What could convince someone to buy a business that revolves around close personal contact right in the middle of a pandemic?
For a trio of North Shore dancers, it was keeping the memory of their beloved matriarch alive and thriving throughout these challenging times that compelled them to take a huge leap at the height of the COVID-19 crisis.
For many years Sonia Ellis ran North Vancouver’s Seymour Dance as a kind of second home for hundreds of aspiring dancers, a dance school that was so much more than a school for the students who came there all hours of the day to learn and grow and laugh in a shared safe space. Marissa Heaven, Lauren Overholt and Katie Gillett were three of those dancers who started at Seymour Dance as toddlers and stayed on because of the powerful connections they all formed with Ellis.
“She was always happy, supportive, warm, creative,” said Heaven. “Nothing ever held her back. Somehow, in her heart, she had room to love every single one of her students.”
That’s why there were broken hearts all over the North Shore when Ellis died of brain cancer in late 2018. She was 44 years old.

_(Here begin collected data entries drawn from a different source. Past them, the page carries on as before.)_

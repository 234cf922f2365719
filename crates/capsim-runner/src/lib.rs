//! # capsim-runner
//!
//! Hosting for the CapSim sensor emulator: the TCP serial bridge, the
//! simulated waveform and alarm collaborators, the persisted configuration,
//! and the operator console. The `capsim` binary wires these around a
//! [`capsim_sensor::SensorEngine`] in a single-threaded control loop.

pub mod alarms;
pub mod config;
pub mod console;
pub mod serial_link;
pub mod waveform;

As Ellis fell ill and lost her ability to run the school, Heaven, Overholt and Gillett, all under the age of 34, stepped up to help lead Seymour Dance down the same path Ellis had started on.
“Sonia, she’s our family, we love her,” said Heaven. “That studio was her life dream. She put everything into it, and it meant the world to her. … Then as her disease progressed, our roles kind of changed or became a lot more serious, just as her illness did too.”
The death of their leader – who at various times was like a sister or mother or best friend to all of the dancers – shook them to their cores.
“Handling Sonia’s illness, and eventually her passing, was very difficult,” said Heaven. “It really rocked the ship.”
But as the days went on, the three friends pulled together to steer the ship back to calmer waters. After Ellis died, ownership of the school went to her mother Marylou, who also was devoted to keeping the studio going in Sonia’s honour but was not able to manage the rigours of the day-to-day grind. The three friends kept on running the show, and last month the trio made it official, banding together to purchase the school from Sonia’s mother. The three new owners have now split the lead roles at the school with Heaven becoming studio director, Overholt artistic director and Gillett operations director. The timing was by no means perfect.
“Recovering from a pandemic, it’s going to be challenging for everyone,” said Heaven. “The days have been long. … But Sonia needed us. We love her, she’s our family, she needed us and we showed up.”
Now the school, like so many other organizations that run programming for large groups, is in the process of planning and preparing for a fall season that will be unlike anything they’ve ever seen due to COVID-19 concerns and protocols. Seymour Dance is offering a variety of options for students in the fall, including physically distanced in-studio sessions with each student assigned a square to dance in. They’re also bringing in a host of other precautions such as face shields for all instructors, new sanitation stations and extra cleaning staff to sanitize the studios after every class.
“We are putting in every effort to make sure that that space is safe and we’re going to keep following health and safety measures and preventing anyone from getting sick,” said Heaven. “It’s all about keeping the families and the kids and the community safe.”
Even with the extra precautions, Heaven knows that some families will opt not to send their kids to the school, so they are providing online feeds of every class they offer so that students can follow along at home.
“If families don’t feel safe to come back yet or they’re sick or they have a vulnerable family member, then we’re going to be streaming all of those classes live on Zoom so they can just dance from home, but still see all their friends,” said Heaven, adding that they’ve had a wide range of responses from families about the fall dance season.
“Families are in just such different places,” she said. “Some are just eager to take their kids out and get them back to activities and get them back to some kind of structured living. And there’s other families that are in a different circumstance and feel like they don’t want to go back to things until there’s a vaccine, although we have no idea when that will be. So trying to find a way to encourage families to come back in any capacity, just keep everyone connected, is something that we’ve really been working on.”
In the long term, the new owners are hoping to expand the school’s programming and potentially move to a new larger location, once the “new normal” is figured out and enrolment numbers come back to where they were.
“Before COVID we were definitely at capacity, operating seven days a week, full classes,” said Heaven. “Now we’re just kind of picking up the pieces and rebuilding hopefully to where we were at in order to be able to move forward to bigger projects.”
Wherever they end up, the new owners know that they all have been set on the right path by the woman who was there when they all first set foot on a dance floor. None of those three-year-olds in tights could have imagined they’d end up here some 20+ years later.
“This was never part of our original plans,” said Heaven. “We were hoping to work under Sonia forever, and a curveball was thrown our way. … We’re grateful to her for showing us how to do it and what to do, and for setting up such a successful business in the first place.”
Sonia may not be there in person, but her spirit will live on in Seymour Dance. She’ll be featured prominently in concert programs, and there will be annual scholarships, created by Sonia’s mother, given out in Sonia’s name.
“She was just this bright light that won’t be replaced,” said Heaven. “A huge thing for all of us is to uphold Sonia’s legacy. That studio is how she keeps living.”